## Task description
Go through the records and give each one again exactly.

(Extracted records)
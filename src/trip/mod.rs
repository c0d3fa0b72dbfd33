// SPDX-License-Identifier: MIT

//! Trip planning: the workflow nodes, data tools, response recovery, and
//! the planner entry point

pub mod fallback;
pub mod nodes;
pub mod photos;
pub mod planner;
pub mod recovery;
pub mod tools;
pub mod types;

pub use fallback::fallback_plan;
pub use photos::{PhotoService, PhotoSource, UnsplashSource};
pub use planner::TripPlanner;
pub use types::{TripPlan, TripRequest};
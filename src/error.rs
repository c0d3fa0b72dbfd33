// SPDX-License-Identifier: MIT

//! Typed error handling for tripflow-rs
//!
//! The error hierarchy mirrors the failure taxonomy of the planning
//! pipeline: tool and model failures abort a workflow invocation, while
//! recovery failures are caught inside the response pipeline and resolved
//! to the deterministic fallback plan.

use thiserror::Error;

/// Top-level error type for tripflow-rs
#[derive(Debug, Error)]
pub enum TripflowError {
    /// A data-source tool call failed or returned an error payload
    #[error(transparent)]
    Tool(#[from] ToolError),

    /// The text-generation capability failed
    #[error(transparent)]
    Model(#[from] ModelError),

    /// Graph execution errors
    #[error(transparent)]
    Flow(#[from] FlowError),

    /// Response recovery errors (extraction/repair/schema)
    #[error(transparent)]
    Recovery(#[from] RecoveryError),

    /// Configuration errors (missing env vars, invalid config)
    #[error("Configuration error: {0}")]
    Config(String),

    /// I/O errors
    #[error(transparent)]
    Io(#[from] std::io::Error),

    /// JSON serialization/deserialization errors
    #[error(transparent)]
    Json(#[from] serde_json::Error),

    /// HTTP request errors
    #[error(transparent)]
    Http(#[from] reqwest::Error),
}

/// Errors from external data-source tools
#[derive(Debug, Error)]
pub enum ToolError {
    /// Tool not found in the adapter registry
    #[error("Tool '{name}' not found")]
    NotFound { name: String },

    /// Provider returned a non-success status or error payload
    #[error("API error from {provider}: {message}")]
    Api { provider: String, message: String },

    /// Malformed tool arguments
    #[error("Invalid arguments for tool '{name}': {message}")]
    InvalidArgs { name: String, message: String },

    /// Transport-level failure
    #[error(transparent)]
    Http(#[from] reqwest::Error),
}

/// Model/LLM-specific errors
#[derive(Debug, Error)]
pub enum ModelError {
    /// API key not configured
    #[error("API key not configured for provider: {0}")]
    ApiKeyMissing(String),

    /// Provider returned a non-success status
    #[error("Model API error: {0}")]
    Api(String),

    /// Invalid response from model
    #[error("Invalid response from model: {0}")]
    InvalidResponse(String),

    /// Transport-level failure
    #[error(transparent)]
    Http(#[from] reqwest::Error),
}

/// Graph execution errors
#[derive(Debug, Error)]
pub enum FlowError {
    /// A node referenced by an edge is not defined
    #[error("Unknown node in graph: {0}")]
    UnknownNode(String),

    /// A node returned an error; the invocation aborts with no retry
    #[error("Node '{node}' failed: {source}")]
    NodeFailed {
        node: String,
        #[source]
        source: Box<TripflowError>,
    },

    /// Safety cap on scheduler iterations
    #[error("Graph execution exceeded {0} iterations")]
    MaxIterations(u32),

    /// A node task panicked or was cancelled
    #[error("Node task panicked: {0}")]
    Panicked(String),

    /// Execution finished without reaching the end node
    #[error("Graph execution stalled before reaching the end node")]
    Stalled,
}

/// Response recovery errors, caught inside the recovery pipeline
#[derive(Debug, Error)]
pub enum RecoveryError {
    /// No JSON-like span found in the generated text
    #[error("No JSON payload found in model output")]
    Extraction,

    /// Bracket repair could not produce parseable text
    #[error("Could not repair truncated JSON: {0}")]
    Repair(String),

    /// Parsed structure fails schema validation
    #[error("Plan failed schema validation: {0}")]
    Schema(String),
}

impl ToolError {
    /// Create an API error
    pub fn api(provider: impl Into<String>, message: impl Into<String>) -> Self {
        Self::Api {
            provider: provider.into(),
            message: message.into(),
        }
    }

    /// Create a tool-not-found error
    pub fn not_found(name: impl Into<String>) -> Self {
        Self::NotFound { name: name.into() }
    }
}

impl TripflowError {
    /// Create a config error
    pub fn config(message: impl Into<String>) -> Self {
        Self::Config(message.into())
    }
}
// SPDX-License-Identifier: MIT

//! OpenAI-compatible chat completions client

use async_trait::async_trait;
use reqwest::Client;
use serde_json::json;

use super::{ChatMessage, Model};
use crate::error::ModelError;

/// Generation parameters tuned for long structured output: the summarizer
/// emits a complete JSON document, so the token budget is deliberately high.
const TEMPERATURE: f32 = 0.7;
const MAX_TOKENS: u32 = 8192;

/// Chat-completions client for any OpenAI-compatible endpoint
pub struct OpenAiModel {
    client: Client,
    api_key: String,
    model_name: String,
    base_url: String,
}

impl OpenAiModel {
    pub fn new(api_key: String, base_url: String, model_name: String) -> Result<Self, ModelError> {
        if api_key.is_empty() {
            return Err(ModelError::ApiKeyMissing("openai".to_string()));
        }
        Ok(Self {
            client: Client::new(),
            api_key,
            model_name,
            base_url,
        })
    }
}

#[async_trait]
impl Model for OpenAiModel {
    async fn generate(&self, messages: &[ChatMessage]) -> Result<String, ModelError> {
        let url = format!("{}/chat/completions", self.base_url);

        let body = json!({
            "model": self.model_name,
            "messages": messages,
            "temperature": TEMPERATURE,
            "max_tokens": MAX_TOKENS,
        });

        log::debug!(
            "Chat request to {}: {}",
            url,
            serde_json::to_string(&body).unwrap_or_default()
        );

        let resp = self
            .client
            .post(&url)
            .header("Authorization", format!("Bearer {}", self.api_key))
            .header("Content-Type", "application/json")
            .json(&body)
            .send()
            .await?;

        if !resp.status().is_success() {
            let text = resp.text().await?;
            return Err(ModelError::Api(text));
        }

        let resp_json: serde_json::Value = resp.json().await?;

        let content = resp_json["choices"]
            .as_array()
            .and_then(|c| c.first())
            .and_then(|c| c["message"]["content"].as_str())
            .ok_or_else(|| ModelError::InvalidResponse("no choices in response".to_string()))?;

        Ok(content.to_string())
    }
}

## Completed exercise
filename src/trip/mod.rs
repository c0d3fa0b72dbfd33
// SPDX-License-Identifier: MIT

//! Trip planning: the workflow nodes, data tools, response recovery, and
//! the planner entry point

pub mod fallback;
pub mod nodes;
pub mod photos;
pub mod planner;
pub mod recovery;
pub mod tools;
pub mod types;

pub use fallback::fallback_plan;
pub use photos::{PhotoService, PhotoSource, UnsplashSource};
pub use planner::TripPlanner;
pub use types::{TripPlan, TripRequest};
filename src/error.rs
repository c0d3fa0b72dbfd33
// SPDX-License-Identifier: MIT

//! Typed error handling for tripflow-rs
//!
//! The error hierarchy mirrors the failure taxonomy of the planning
//! pipeline: tool and model failures abort a workflow invocation, while
//! recovery failures are caught inside the response pipeline and resolved
//! to the deterministic fallback plan.

use thiserror::Error;

/// Top-level error type for tripflow-rs
#[derive(Debug, Error)]
pub enum TripflowError {
    /// A data-source tool call failed or returned an error payload
    #[error(transparent)]
    Tool(#[from] ToolError),

    /// The text-generation capability failed
    #[error(transparent)]
    Model(#[from] ModelError),

    /// Graph execution errors
    #[error(transparent)]
    Flow(#[from] FlowError),

    /// Response recovery errors (extraction/repair/schema)
    #[error(transparent)]
    Recovery(#[from] RecoveryError),

    /// Configuration errors (missing env vars, invalid config)
    #[error("Configuration error: {0}")]
    Config(String),

    /// I/O errors
    #[error(transparent)]
    Io(#[from] std::io::Error),

    /// JSON serialization/deserialization errors
    #[error(transparent)]
    Json(#[from] serde_json::Error),

    /// HTTP request errors
    #[error(transparent)]
    Http(#[from] reqwest::Error),
}

/// Errors from external data-source tools
#[derive(Debug, Error)]
pub enum ToolError {
    /// Tool not found in the adapter registry
    #[error("Tool '{name}' not found")]
    NotFound { name: String },

    /// Provider returned a non-success status or error payload
    #[error("API error from {provider}: {message}")]
    Api { provider: String, message: String },

    /// Malformed tool arguments
    #[error("Invalid arguments for tool '{name}': {message}")]
    InvalidArgs { name: String, message: String },

    /// Transport-level failure
    #[error(transparent)]
    Http(#[from] reqwest::Error),
}

/// Model/LLM-specific errors
#[derive(Debug, Error)]
pub enum ModelError {
    /// API key not configured
    #[error("API key not configured for provider: {0}")]
    ApiKeyMissing(String),

    /// Provider returned a non-success status
    #[error("Model API error: {0}")]
    Api(String),

    /// Invalid response from model
    #[error("Invalid response from model: {0}")]
    InvalidResponse(String),

    /// Transport-level failure
    #[error(transparent)]
    Http(#[from] reqwest::Error),
}

/// Graph execution errors
#[derive(Debug, Error)]
pub enum FlowError {
    /// A node referenced by an edge is not defined
    #[error("Unknown node in graph: {0}")]
    UnknownNode(String),

    /// A node returned an error; the invocation aborts with no retry
    #[error("Node '{node}' failed: {source}")]
    NodeFailed {
        node: String,
        #[source]
        source: Box<TripflowError>,
    },

    /// Safety cap on scheduler iterations
    #[error("Graph execution exceeded {0} iterations")]
    MaxIterations(u32),

    /// A node task panicked or was cancelled
    #[error("Node task panicked: {0}")]
    Panicked(String),

    /// Execution finished without reaching the end node
    #[error("Graph execution stalled before reaching the end node")]
    Stalled,
}

/// Response recovery errors, caught inside the recovery pipeline
#[derive(Debug, Error)]
pub enum RecoveryError {
    /// No JSON-like span found in the generated text
    #[error("No JSON payload found in model output")]
    Extraction,

    /// Bracket repair could not produce parseable text
    #[error("Could not repair truncated JSON: {0}")]
    Repair(String),

    /// Parsed structure fails schema validation
    #[error("Plan failed schema validation: {0}")]
    Schema(String),
}

impl ToolError {
    /// Create an API error
    pub fn api(provider: impl Into<String>, message: impl Into<String>) -> Self {
        Self::Api {
            provider: provider.into(),
            message: message.into(),
        }
    }

    /// Create a tool-not-found error
    pub fn not_found(name: impl Into<String>) -> Self {
        Self::NotFound { name: name.into() }
    }
}

impl TripflowError {
    /// Create a config error
    pub fn config(message: impl Into<String>) -> Self {
        Self::Config(message.into())
    }
}
// SPDX-License-Identifier: MIT

//! OpenAI-compatible chat completions client

use async_trait::async_trait;
use reqwest::Client;
use serde_json::json;

use super::{ChatMessage, Model};
use crate::error::ModelError;

/// Generation parameters tuned for long structured output: the summarizer
/// emits a complete JSON document, so the token budget is deliberately high.
const TEMPERATURE: f32 = 0.7;
const MAX_TOKENS: u32 = 8192;

/// Chat-completions client for any OpenAI-compatible endpoint
pub struct OpenAiModel {
    client: Client,
    api_key: String,
    model_name: String,
    base_url: String,
}

impl OpenAiModel {
    pub fn new(api_key: String, base_url: String, model_name: String) -> Result<Self, ModelError> {
        if api_key.is_empty() {
            return Err(ModelError::ApiKeyMissing("openai".to_string()));
        }
        Ok(Self {
            client: Client::new(),
            api_key,
            model_name,
            base_url,
        })
    }
}

#[async_trait]
impl Model for OpenAiModel {
    async fn generate(&self, messages: &[ChatMessage]) -> Result<String, ModelError> {
        let url = format!("{}/chat/completions", self.base_url);

        let body = json!({
            "model": self.model_name,
            "messages": messages,
            "temperature": TEMPERATURE,
            "max_tokens": MAX_TOKENS,
        });

        log::debug!(
            "Chat request to {}: {}",
            url,
            serde_json::to_string(&body).unwrap_or_default()
        );

        let resp = self
            .client
            .post(&url)
            .header("Authorization", format!("Bearer {}", self.api_key))
            .header("Content-Type", "application/json")
            .json(&body)
            .send()
            .await?;

        if !resp.status().is_success() {
            let text = resp.text().await?;
            return Err(ModelError::Api(text));
        }

        let resp_json: serde_json::Value = resp.json().await?;

        let content = resp_json["choices"]
            .as_array()
            .and_then(|c| c.first())
            .and_then(|c| c["message"]["content"].as_str())
            .ok_or_else(|| ModelError::InvalidResponse("no choices in response".to_string()))?;

        Ok(content.to_string())
    }
}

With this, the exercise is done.